▶ **EXERCISE INPUT**:

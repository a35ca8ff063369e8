//! Prompt system for the Knowledge Base Assistant.
//!
//! This crate provides:
//! - YAML prompt definitions (compiled-in, with optional on-disk overrides)
//! - Handlebars template rendering
//! - Builders for the answering and summarization prompts

pub mod builder;
pub mod loader;
pub mod types;

// Re-export main types
pub use builder::{
    build_answer_prompt, build_summary_prompt, render_context_sections, SECTION_SEPARATOR,
};
pub use loader::{list_prompts, load_prompt, ANSWER_PROMPT_ID, SUMMARIZE_PROMPT_ID};
pub use types::{BuiltPrompt, BuiltPromptMetadata, PromptDefinition};
impl AppConfig {
    /// Default configuration rooted at `workspace`.
    pub fn with_workspace(workspace: impl Into<PathBuf>) -> Self {
        let workspace = workspace.into();
        Self {
            database: workspace.join("data").join("knowledge_base.db"),
            workspace,
            config_file: None,
            server: ServerSettings::default(),
            llm: LlmSettings::default(),
            context: ContextSettings::default(),
            prompts_dir: None,
            seed: 42,
            log_level: None,
            verbose: false,
            no_color: false,
        }
    }

    /// Load configuration from the process environment and defaults.
    ///
    /// Environment variables:
    /// - `KBA_WORKSPACE`: Override workspace path
    /// - `KBA_CONFIG`: Path to config file
    /// - `KBA_DATABASE`: SQLite database path
    /// - `KBA_BIND`: Server bind address
    /// - `KBA_PROMPTS_DIR`: Prompt override directory
    /// - `OPENAI_MODEL`: Model identifier
    /// - `OPENAI_BASE_URL`: Provider endpoint
    /// - `OPENAI_API_KEY` (or the configured `apiKeyEnv`): credential
    /// - `RUST_LOG`: Log level
    /// - `NO_COLOR`: Disable colored output
    ///
    /// # Example
    /// ```no_run
    /// use kba_core::config::AppConfig;
    ///
    /// let config = AppConfig::load().expect("Failed to load config");
    /// println!("Database: {:?}", config.database);
    /// ```
    pub fn load() -> AppResult<Self> {
        Self::load_with(|key| std::env::var(key).ok())
    }

    /// Load configuration using `env` as the variable lookup.
    pub fn load_with<F>(env: F) -> AppResult<Self>
    where
        F: Fn(&str) -> Option<String>,
    {
        let mut config = Self::default();

        if let Some(workspace) = env("KBA_WORKSPACE") {
            config = Self::with_workspace(workspace);
        }

        if !config.workspace.exists() {
            return Err(AppError::Config(format!(
                "Workspace directory does not exist: {:?}",
                config.workspace
            )));
        }

        if let Some(config_file) = env("KBA_CONFIG") {
            config.config_file = Some(PathBuf::from(config_file));
        }

        let config_path = match config.config_file {
            Some(ref cf) => config.resolve(cf),
            None => config.workspace.join("kba.yaml"),
        };

        if config_path.exists() {
            config = config.merge_yaml(&config_path)?;
        } else if config.config_file.is_some() {
            return Err(AppError::Config(format!(
                "Config file not found: {:?}",
                config_path
            )));
        }

        // Environment variables override YAML config
        if let Some(database) = env("KBA_DATABASE") {
            config.database = config.resolve(Path::new(&database));
        }

        if let Some(bind) = env("KBA_BIND") {
            config.server.bind = bind;
        }

        if let Some(dir) = env("KBA_PROMPTS_DIR") {
            config.prompts_dir = Some(config.resolve(Path::new(&dir)));
        }

        if let Some(model) = env("OPENAI_MODEL") {
            config.llm.model = model;
        }

        if let Some(endpoint) = env("OPENAI_BASE_URL") {
            config.llm.endpoint = endpoint;
        }

        config.llm.api_key = env(&config.llm.api_key_env).filter(|k| !k.trim().is_empty());

        if let Some(level) = env("RUST_LOG") {
            config.log_level = Some(level);
        }

        if env("NO_COLOR").is_some() {
            config.no_color = true;
        }

        Ok(config)
    }

    /// Merge YAML configuration file into this config.
    fn merge_yaml(&self, path: &Path) -> AppResult<Self> {
        let contents = std::fs::read_to_string(path).map_err(|e| {
            AppError::Config(format!("Failed to read config file {:?}: {}", path, e))
        })?;

        let file: ConfigFile = serde_yaml::from_str(&contents).map_err(|e| {
            AppError::Config(format!("Failed to parse config file {:?}: {}", path, e))
        })?;

        let mut result = self.clone();

        if let Some(ws) = file.workspace {
            result.workspace = PathBuf::from(ws);
            result.database = result.workspace.join("data").join("knowledge_base.db");
        }

        if let Some(database) = file.database {
            result.database = result.resolve(Path::new(&database));
        }

        if let Some(seed) = file.seed {
            result.seed = seed;
        }

        if let Some(bind) = file.server.and_then(|s| s.bind) {
            result.server.bind = bind;
        }

        if let Some(llm) = file.llm {
            if let Some(provider) = llm.provider {
                result.llm.provider = provider;
            }
            if let Some(model) = llm.model {
                result.llm.model = model;
            }
            if let Some(api_key_env) = llm.api_key_env {
                result.llm.api_key_env = api_key_env;
            }
            if let Some(endpoint) = llm.endpoint {
                result.llm.endpoint = endpoint;
            }
            if let Some(temperature) = llm.temperature {
                result.llm.temperature = temperature;
            }
            if let Some(timeout) = llm.timeout {
                result.llm.timeout_secs = timeout;
            }
        }

        if let Some(ctx) = file.context {
            if let Some(v) = ctx.word_budget {
                result.context.word_budget = v;
            }
            if let Some(v) = ctx.chunk_words {
                result.context.chunk_words = v;
            }
            if let Some(v) = ctx.summary_target {
                result.context.summary_target = v;
            }
            if let Some(v) = ctx.top_chunks {
                result.context.top_chunks = v;
            }
        }

        if let Some(logging) = file.logging {
            if let Some(level) = logging.level {
                result.log_level = Some(level);
            }
            if let Some(color) = logging.color {
                result.no_color = !color;
            }
        }

        if let Some(path) = file.prompts.and_then(|p| p.path) {
            result.prompts_dir = Some(result.resolve(Path::new(&path)));
        }

        tracing::debug!("Merged config file {:?}", path);
        Ok(result)
    }

    /// Apply CLI overrides to the configuration.
    ///
    /// Command-line flags take precedence over environment variables.
    #[allow(clippy::too_many_arguments)]
    pub fn with_overrides(
        mut self,
        database: Option<PathBuf>,
        bind: Option<String>,
        model: Option<String>,
        log_level: Option<String>,
        verbose: bool,
        no_color: bool,
    ) -> Self {
        if let Some(database) = database {
            self.database = self.resolve(&database);
        }

        if let Some(bind) = bind {
            self.server.bind = bind;
        }

        if let Some(model) = model {
            self.llm.model = model;
        }

        if let Some(log_level) = log_level {
            self.log_level = Some(log_level);
        }

        if verbose {
            self.verbose = true;
            // Verbose mode implies debug logging
            if self.log_level.is_none() {
                self.log_level = Some("debug".to_string());
            }
        }

        if no_color {
            self.no_color = true;
        }

        self
    }

    /// Resolve a possibly relative path against the workspace.
    pub fn resolve(&self, path: &Path) -> PathBuf {
        if path.is_absolute() {
            path.to_path_buf()
        } else {
            self.workspace.join(path)
        }
    }

    /// Validate configuration values.
    ///
    /// A missing credential is deliberately not checked here: search works
    /// without one, and [`LlmSettings::require_api_key`] guards completions.
    pub fn validate(&self) -> AppResult<()> {
        let provider = self.llm.provider.to_lowercase();
        if !KNOWN_PROVIDERS.contains(&provider.as_str()) {
            return Err(AppError::Config(format!(
                "Unknown provider: {}. Supported: {}",
                self.llm.provider,
                KNOWN_PROVIDERS.join(", ")
            )));
        }

        if !(0.0..=2.0).contains(&self.llm.temperature) {
            return Err(AppError::Config(format!(
                "Temperature must be within 0.0..=2.0, got {}",
                self.llm.temperature
            )));
        }

        let ctx = &self.context;
        for (name, value) in [
            ("wordBudget", ctx.word_budget),
            ("chunkWords", ctx.chunk_words),
            ("summaryTarget", ctx.summary_target),
            ("topChunks", ctx.top_chunks),
        ] {
            if value == 0 {
                return Err(AppError::Config(format!("context.{} must be positive", name)));
            }
        }

        // a summary longer than the whole budget could never reach the prompt
        if ctx.summary_target > ctx.word_budget {
            return Err(AppError::Config(format!(
                "context.summaryTarget ({}) must not exceed context.wordBudget ({})",
                ctx.summary_target, ctx.word_budget
            )));
        }

        Ok(())
    }
}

▶ **WORK ITEM**: After locating the line that contains "pub mod types;", please copy exactly every line from the start of the records through it, and nothing else.

▶ **ANSWER FOR THIS EXERCISE**:
repository a35ca8ff063369e8
//! Prompt system for the Knowledge Base Assistant.
//!
//! This crate provides:
//! - YAML prompt definitions (compiled-in, with optional on-disk overrides)
//! - Handlebars template rendering
//! - Builders for the answering and summarization prompts

pub mod builder;
pub mod loader;
pub mod types;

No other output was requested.